◆ **WHAT IS REQUIRED**:
From the records below, take each line where the string "profile" shows up and copy it.

◆ **RECORDS TO PROCESS**:
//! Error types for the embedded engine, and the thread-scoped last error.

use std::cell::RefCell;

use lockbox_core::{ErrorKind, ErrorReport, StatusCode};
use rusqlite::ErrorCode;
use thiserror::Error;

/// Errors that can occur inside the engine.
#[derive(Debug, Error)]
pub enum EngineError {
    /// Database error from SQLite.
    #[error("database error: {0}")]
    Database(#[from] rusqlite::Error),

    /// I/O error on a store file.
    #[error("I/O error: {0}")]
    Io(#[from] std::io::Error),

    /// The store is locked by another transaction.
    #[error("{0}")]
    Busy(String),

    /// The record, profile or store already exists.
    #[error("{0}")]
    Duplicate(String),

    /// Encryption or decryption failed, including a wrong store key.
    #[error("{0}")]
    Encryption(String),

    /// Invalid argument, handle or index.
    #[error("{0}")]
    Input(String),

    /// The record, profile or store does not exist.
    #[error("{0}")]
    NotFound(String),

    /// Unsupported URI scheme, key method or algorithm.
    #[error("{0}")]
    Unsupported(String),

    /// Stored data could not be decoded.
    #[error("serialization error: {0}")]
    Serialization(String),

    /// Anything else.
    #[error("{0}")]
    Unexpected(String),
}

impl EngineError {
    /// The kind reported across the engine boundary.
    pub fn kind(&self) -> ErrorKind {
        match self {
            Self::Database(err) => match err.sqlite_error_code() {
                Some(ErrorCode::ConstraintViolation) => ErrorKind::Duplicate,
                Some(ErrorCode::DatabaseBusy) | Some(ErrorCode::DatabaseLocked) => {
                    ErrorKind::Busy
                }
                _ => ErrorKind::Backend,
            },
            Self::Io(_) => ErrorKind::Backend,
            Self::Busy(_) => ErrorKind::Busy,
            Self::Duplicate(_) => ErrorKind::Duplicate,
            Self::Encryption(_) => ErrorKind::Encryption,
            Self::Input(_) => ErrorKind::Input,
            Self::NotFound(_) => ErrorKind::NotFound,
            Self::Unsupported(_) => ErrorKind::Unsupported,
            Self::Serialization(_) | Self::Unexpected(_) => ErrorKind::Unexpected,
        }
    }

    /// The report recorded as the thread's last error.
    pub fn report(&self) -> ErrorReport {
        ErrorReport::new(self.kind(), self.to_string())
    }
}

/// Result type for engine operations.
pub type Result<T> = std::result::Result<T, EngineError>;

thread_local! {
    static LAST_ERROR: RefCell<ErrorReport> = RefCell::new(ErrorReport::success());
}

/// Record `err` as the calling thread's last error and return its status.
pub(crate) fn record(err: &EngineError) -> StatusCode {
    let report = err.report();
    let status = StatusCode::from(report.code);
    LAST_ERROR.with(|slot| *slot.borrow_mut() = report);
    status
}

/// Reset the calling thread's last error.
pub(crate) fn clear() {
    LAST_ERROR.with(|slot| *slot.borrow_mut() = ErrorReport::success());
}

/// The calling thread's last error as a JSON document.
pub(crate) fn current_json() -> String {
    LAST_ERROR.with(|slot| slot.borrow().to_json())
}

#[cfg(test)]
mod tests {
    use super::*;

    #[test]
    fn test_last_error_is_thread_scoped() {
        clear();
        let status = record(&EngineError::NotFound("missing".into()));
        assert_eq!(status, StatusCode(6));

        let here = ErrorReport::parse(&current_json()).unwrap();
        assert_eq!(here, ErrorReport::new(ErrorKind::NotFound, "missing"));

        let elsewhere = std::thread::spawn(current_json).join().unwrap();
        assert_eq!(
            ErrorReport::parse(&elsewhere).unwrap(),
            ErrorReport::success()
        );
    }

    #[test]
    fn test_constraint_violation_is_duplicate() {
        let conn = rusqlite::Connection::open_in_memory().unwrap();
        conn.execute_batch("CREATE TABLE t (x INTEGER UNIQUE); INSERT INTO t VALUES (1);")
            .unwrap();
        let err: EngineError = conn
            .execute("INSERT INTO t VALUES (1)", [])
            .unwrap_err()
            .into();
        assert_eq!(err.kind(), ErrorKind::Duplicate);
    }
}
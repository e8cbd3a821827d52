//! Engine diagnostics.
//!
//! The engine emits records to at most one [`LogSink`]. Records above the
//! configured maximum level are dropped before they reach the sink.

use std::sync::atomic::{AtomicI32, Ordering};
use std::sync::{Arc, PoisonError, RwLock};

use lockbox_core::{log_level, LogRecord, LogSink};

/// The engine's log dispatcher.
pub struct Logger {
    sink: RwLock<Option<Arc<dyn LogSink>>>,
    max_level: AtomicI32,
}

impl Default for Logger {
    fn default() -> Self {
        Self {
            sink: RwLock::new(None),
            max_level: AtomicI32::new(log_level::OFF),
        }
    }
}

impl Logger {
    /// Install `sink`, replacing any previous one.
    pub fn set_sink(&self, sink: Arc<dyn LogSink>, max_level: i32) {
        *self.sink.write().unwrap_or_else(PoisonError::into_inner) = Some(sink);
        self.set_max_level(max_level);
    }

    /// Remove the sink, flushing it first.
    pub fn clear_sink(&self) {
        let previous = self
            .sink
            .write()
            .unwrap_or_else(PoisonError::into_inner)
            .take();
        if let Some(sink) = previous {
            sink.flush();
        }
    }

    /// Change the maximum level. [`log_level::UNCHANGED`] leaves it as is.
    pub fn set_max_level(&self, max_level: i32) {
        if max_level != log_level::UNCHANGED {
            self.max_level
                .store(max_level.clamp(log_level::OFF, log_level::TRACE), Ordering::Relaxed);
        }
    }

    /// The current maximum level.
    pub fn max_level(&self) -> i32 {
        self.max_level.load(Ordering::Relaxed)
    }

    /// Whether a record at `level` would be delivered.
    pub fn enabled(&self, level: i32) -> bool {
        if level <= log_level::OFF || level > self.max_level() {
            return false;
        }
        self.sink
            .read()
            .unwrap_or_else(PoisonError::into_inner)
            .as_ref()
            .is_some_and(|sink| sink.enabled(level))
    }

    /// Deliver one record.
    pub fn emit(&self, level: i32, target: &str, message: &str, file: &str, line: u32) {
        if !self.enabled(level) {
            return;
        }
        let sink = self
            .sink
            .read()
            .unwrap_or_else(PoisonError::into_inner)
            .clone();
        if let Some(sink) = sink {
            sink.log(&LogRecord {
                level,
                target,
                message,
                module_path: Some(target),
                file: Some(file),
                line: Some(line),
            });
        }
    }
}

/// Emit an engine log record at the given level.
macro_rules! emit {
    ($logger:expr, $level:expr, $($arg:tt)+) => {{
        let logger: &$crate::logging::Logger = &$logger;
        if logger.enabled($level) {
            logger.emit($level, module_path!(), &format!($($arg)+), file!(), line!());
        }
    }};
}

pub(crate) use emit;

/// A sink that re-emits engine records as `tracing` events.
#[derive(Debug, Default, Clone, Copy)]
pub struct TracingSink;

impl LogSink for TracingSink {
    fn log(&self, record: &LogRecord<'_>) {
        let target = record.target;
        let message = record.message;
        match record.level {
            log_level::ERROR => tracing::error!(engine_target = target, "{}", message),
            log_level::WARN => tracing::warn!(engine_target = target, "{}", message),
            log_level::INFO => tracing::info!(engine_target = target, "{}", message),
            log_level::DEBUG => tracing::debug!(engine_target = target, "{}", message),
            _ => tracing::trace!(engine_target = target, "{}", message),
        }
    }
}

◆ **EXERCISE RESPONSE**:
    /// The record, profile or store already exists.
    /// The record, profile or store does not exist.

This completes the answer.